In 2016, he received his PhD from the University of British Columbia under the advisement of Professor Wolfgang Heidrich. His doctoral dissertation won the Alain Fournier PhD Dissertation Award for the best Canadian PhD dissertation in computer graphics and the ACM SIGGRAPH outstanding doctoral dissertation award for the best PhD dissertation in computer graphics and interactive techniques. Following his doctoral studies, he conducted postdoctoral research at Stanford University, with visiting research stints at institutions including the Massachusetts Institute of Technology (MIT) and King Abdullah University of Science and Technology (KAUST).

==Career==

Heide is an assistant professor in the Computer Science Department at Princeton University, where he researches computational imaging, computer vision, and optics. His work explores end-to-end design of imaging, vision, and display systems, particularly those used in autonomous vehicle applications.

In 2015, Heide co-founded Algolux.
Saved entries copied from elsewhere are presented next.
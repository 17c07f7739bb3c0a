//! Mean reversion: close below the prior day's low.

use crate::domain::Bar;
use crate::regime::Regime;

use super::Setup;

/// Fires when `close[i] < low[i-1]`. Stop sits at the signal bar's own low.
#[derive(Debug, Clone, Copy, Default)]
pub struct MeanReversion;

impl Setup for MeanReversion {
    fn name(&self) -> &str {
        "MeanReversion_D1"
    }

    fn min_index(&self) -> usize {
        1
    }

    fn required_regime(&self) -> Regime {
        Regime::Range
    }

    fn trigger(&self, bars: &[Bar], i: usize) -> bool {
        if i < self.min_index() || i >= bars.len() {
            return false;
        }
        bars[i].close < bars[i - 1].low
    }

    fn stop_price(&self, bars: &[Bar], i: usize) -> Option<f64> {
        if i < self.min_index() || i >= bars.len() {
            return None;
        }
        Some(bars[i].low)
    }
}
//! Bar source trait and structured error types.
//!
//! The engine reads market data only through [`BarSource`]. Implementations
//! return bars sorted ascending by date with one bar per date; an empty vector
//! means "no data" and the caller decides whether that is fatal.

use chrono::NaiveDate;
use thiserror::Error;

use crate::domain::{normalize_series, Bar};

/// Structured error types for data operations.
#[derive(Debug, Error)]
pub enum DataError {
    #[error("network unreachable: {0}")]
    NetworkUnreachable(String),

    #[error("rate limited by provider (retry after {retry_after_secs}s)")]
    RateLimited { retry_after_secs: u64 },

    #[error("response format changed: {0}")]
    ResponseFormatChanged(String),

    #[error("authentication required: {0}")]
    AuthenticationRequired(String),

    #[error("I/O error reading {path}: {reason}")]
    Io { path: String, reason: String },

    #[error("malformed bar file {path}: {reason}")]
    Malformed { path: String, reason: String },

    #[error("data error: {0}")]
    Other(String),
}

/// Source of daily bars.
///
/// Calls are synchronous and may block; timeouts and retries are the
/// implementation's business.
pub trait BarSource {
    /// Human-readable name of this source.
    fn name(&self) -> &str;

    /// Daily bars for `symbol` with `start <= date <= end`.
    fn get_bars(&self, symbol: &str, start: NaiveDate, end: NaiveDate)
        -> Result<Vec<Bar>, DataError>;
}

/// Sort, dedupe and drop insane bars, logging how many were dropped.
pub fn clean_bars(symbol: &str, bars: Vec<Bar>) -> Vec<Bar> {
    let total = bars.len();
    let sane: Vec<Bar> = bars.into_iter().filter(Bar::is_sane).collect();
    if sane.len() < total {
        log::warn!(
            "{symbol}: dropped {} of {total} bars failing OHLC sanity checks",
            total - sane.len()
        );
    }
    normalize_series(sane)
}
Under his leadership, Algolux grew to over 100+ employees, raised venture capital, and shipped computer vision software that has been used worldwide by automotive manufacturers. Algolux later became part of Torc Robotics.

Heide has served as a technical advisory board member for Samsung Research and has held research and advisory roles with Nvidia, KAUST, and other institutions.

==Research==

A central theme of Heide’s research is the integration of machine learning and optimization techniques with physical imaging systems. He explores how algorithms can be co-designed with optics and hardware to improve the quality, robustness, and efficiency of imaging under challenging conditions. This approach has resulted in novel methods for vision in adverse weather, low light, and occluded environments, which are critical for autonomous driving applications.
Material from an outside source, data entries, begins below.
//! swinglab runner: backtests, portfolio allocation, hot-only gate, record stores.
//!
//! This crate builds on `swinglab-core` to provide:
//! - Engine configuration (TOML) and validation
//! - Single, multi-window and batch backtests with summary stats and rollups
//! - Portfolio allocator: same-day cohorts, causal trailing-R ranking,
//!   greedy admission under slot/capital/risk caps
//! - Hot-only gate with persisted pause/reactivate state
//! - Entry gate on a recent backtest window
//! - CSV row stores and the realized trade journal
//! - Markdown and text reports

pub mod backtest;
pub mod config;
pub mod entry_gate;
pub mod hot_only;
pub mod metrics;
pub mod portfolio;
pub mod reporting;
pub mod store;

pub use backtest::{
    build_detector, recent_start, run_backtest, run_batch, run_windows, simulate_series,
    BacktestRequest, BacktestResult, RunError, SeriesRun,
};
pub use config::{
    ConfigError, EngineConfig, EntryGateConfig, HotOnlyConfig, PortfolioConfig, RankBy,
    RankingConfig, RegimeConfig, SimulationConfig,
};
pub use entry_gate::{evaluate_entry_gate, passes_entry_gate, EntryGateOutcome};
pub use hot_only::{
    assess, run_assessment, Assessment, HotOnlyRun, HotOnlyState, HotOnlyTable, Recommendation,
    Transition, WindowMetrics,
};
pub use metrics::{PeriodStats, TradeRollup, TradeStats};
pub use portfolio::{
    generate_candidates, run_portfolio, Allocation, AllocationSummary, Allocator, Candidate,
    ExecutedRow, PortfolioRun, SkipReason, SkipRow,
};
pub use store::{
    loss_streak, realized_outcomes, CsvRowStore, JournalRow, MemoryRowStore, RowStore, StoreError,
};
===Computational imaging===
Heide has pioneered methods that enhance image quality through innovative optics combined with computational processing. His research in this area includes developing neural nano-optics for compact, high-performance imaging systems, which hinge on differentiable camera models that allow for the joint optimization of optics and image processing algorithms. Neural nano-optics combine nanometer-scale metasurface optics with neural network-based image reconstruction to create high-quality imaging systems with wide field of view, chromatic aberration correction, and applications in fields like robotics and medicine.
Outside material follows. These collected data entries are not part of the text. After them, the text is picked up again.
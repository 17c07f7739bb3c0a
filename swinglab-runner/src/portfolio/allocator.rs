//! Greedy constrained allocator.
//!
//! Candidates are grouped into cohorts by entry date and processed in date
//! order. Within a cohort, candidates are ranked by causal trailing score and
//! admitted one at a time while the open-slot, capital and risk caps allow.
//! Admissions update the open book immediately, so later candidates in the
//! same cohort see the reduced availability. Processing order is part of the
//! result: the same input always yields the same decisions.

use serde::{Deserialize, Serialize};
use std::cmp::Ordering;
use std::collections::BTreeMap;

use super::candidate::{ActivePosition, BookSnapshot, Candidate, ExecutedTrade, SkipReason, SkipRecord};
use super::scoring::TrailingScorer;
use crate::config::{ConfigError, PortfolioConfig, RankingConfig};
use crate::metrics::TradeStats;

/// Result of one allocation pass.
#[derive(Debug, Clone, Default)]
pub struct Allocation {
    pub executed: Vec<ExecutedTrade>,
    pub skipped: Vec<SkipRecord>,
    pub summary: AllocationSummary,
}

/// Constrained (executed) versus unconstrained (every candidate) performance.
#[derive(Debug, Clone, Default, PartialEq, Serialize, Deserialize)]
pub struct AllocationSummary {
    pub total_candidates: usize,
    pub executed_count: usize,
    pub skipped_count: usize,
    pub cohort_count: usize,
    pub fill_rate: f64,
    pub skip_reasons: BTreeMap<String, usize>,
    pub constrained: TradeStats,
    pub unconstrained: TradeStats,
}

/// Running open book: positions plus their summed footprint.
#[derive(Debug, Default)]
struct Book {
    positions: Vec<ActivePosition>,
    exposure_usd: f64,
    risk_usd: f64,
}

impl Book {
    /// Drop positions whose exit date is on or before `as_of`.
    fn prune(&mut self, as_of: chrono::NaiveDate) {
        self.positions.retain(|p| p.exit_ts > as_of);
        self.exposure_usd = self.positions.iter().map(|p| p.entry_notional_usd).sum();
        self.risk_usd = self.positions.iter().map(|p| p.risk_to_stop_usd).sum();
    }

    fn snapshot(&self) -> BookSnapshot {
        BookSnapshot {
            open_slots: self.positions.len(),
            open_exposure_usd: self.exposure_usd,
            open_risk_usd: self.risk_usd,
        }
    }

    fn admit(&mut self, candidate: &Candidate) {
        self.positions.push(ActivePosition::from(candidate));
        self.exposure_usd += candidate.entry_notional_usd;
        self.risk_usd += candidate.risk_to_stop_usd;
    }
}

#[derive(Debug, Clone)]
pub struct Allocator {
    portfolio: PortfolioConfig,
    ranking: RankingConfig,
}

impl Allocator {
    pub fn new(portfolio: PortfolioConfig, ranking: RankingConfig) -> Result<Self, ConfigError> {
        ranking.validate()?;
        Ok(Self { portfolio, ranking })
    }

    pub fn portfolio(&self) -> &PortfolioConfig {
        &self.portfolio
    }

    pub fn ranking(&self) -> &RankingConfig {
        &self.ranking
    }

    /// Allocate over `candidates`. Scoring history is the full candidate set,
    /// filtered per candidate to trades that exited before its entry.
    pub fn allocate(&self, candidates: Vec<Candidate>) -> Allocation {
        let scorer = TrailingScorer::new(candidates.iter().map(|c| &c.trade), &self.ranking);
        let unconstrained = TradeStats::compute_iter(candidates.iter().map(|c| &c.trade));
        let total_candidates = candidates.len();

        let mut cohorts: BTreeMap<chrono::NaiveDate, Vec<Candidate>> = BTreeMap::new();
        for candidate in candidates {
            cohorts.entry(candidate.entry_ts()).or_default().push(candidate);
        }
        let cohort_count = cohorts.len();

        let mut book = Book::default();
        let mut executed = Vec::new();
        let mut skipped = Vec::new();

        for (entry_ts, cohort) in cohorts {
            book.prune(entry_ts);

            let mut ranked: Vec<(f64, Candidate)> =
                cohort.into_iter().map(|c| (scorer.score(&c), c)).collect();
            ranked.sort_by(|a, b| cohort_order(a, b));

            let (before_exec, before_skip) = (executed.len(), skipped.len());
            for (score, candidate) in ranked {
                match self.check(&book, score, &candidate) {
                    Some(skip_reason) => skipped.push(SkipRecord {
                        candidate,
                        score,
                        skip_reason,
                        snapshot: book.snapshot(),
                    }),
                    None => {
                        book.admit(&candidate);
                        executed.push(ExecutedTrade { candidate, score });
                    }
                }
            }

            log::debug!(
                "cohort {entry_ts}: admitted {} skipped {} open={} exposure={:.2} risk={:.2}",
                executed.len() - before_exec,
                skipped.len() - before_skip,
                book.positions.len(),
                book.exposure_usd,
                book.risk_usd,
            );
        }

        let mut skip_reasons = BTreeMap::new();
        for s in &skipped {
            *skip_reasons.entry(s.skip_reason.to_string()).or_insert(0) += 1;
        }
        let constrained = TradeStats::compute_iter(executed.iter().map(|e| &e.candidate.trade));
        let summary = AllocationSummary {
            total_candidates,
            executed_count: executed.len(),
            skipped_count: skipped.len(),
            cohort_count,
            fill_rate: if total_candidates == 0 {
                0.0
            } else {
                executed.len() as f64 / total_candidates as f64
            },
            skip_reasons,
            constrained,
            unconstrained,
        };

        Allocation {
            executed,
            skipped,
            summary,
        }
    }

    /// First failing constraint, in fixed order: rank floor, slot, capital, risk.
    fn check(&self, book: &Book, score: f64, candidate: &Candidate) -> Option<SkipReason> {
        let p = &self.portfolio;
        let floor = self.ranking.min_rank_score;
        let slot_cap = p.slot_cap();
        if slot_cap.is_some() && floor > 0.0 && score < floor {
            return Some(SkipReason::BelowMinRankScore);
        }
        if slot_cap.is_some_and(|cap| book.positions.len() >= cap) {
            return Some(SkipReason::NoSlot);
        }
        if p.max_capital_usd > 0.0
            && book.exposure_usd + candidate.entry_notional_usd > p.max_capital_usd
        {
            return Some(SkipReason::CapitalCap);
        }
        if p.max_total_open_risk_usd > 0.0
            && book.risk_usd + candidate.risk_to_stop_usd > p.max_total_open_risk_usd
        {
            return Some(SkipReason::RiskCap);
        }
        None
    }
}

/// Score descending, then symbol, setup name and signal ID ascending.
fn cohort_order(a: &(f64, Candidate), b: &(f64, Candidate)) -> Ordering {
    b.0.total_cmp(&a.0)
        .then_with(|| a.1.trade.symbol.cmp(&b.1.trade.symbol))
        .then_with(|| a.1.trade.setup_name.cmp(&b.1.trade.setup_name))
        .then_with(|| a.1.signal_id.cmp(&b.1.signal_id))
}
Heide’s pioneering work on transient imaging and non-line-of-sight (NLOS) imaging has focused on advancing methods for capturing and reconstructing images of objects that are not directly visible to the camera.

===End-to-end camera and vision systems===
Heide's work in end-to-end design involves optimizing the entire imaging pipeline, from light capture to image reconstruction. This approach has applications in autonomous driving, where cameras need to perceive, act, and reconstruct complex environments. His research also explores novel display technologies, such as holography, which leverage computational techniques for high-fidelity visual output.

===Machine learning for autonomous vehicle perception===
In autonomous driving, perception is critical for safety and navigation. Heide's work has contributed significantly to developing perception systems that perform reliably in challenging conditions such as fog, rain, and low lighting. These methods have been integrated into vision software used by companies like Waymo, Cruise, and Google.

==Awards and recognitions==
- Princeton Distinguished Innovation Award (2025)
- Photonics 100 (2024)
- SIGGRAPH Significant New Researcher Award (2023)
- Sloan Research Fellowship (2023)
- Packard Fellowship (2022)
- NSF CAREER Award (2021)
- Sony Faculty Innovation Award (2021)
- AutoSens Young Engineer of the Year (2020)

==Publications and patents==

Heide has co-authored close to 50 publications and has received over 9,200 citations. In 2020, six of his papers were accepted to the Conference on Computer Vision and Pattern Recognition – including three orals. One of them, “Seeing Around Street Corners: Non-Line-of-Sight Detection and Tracking In-the-Wild Using Doppler Radar” was picked up by numerous publications.

Additionally, he has filed for 16 patents, and 7 of them have been granted as of yet. The last one, “Method and apparatus for joint image processing and perception” was granted in July 2020.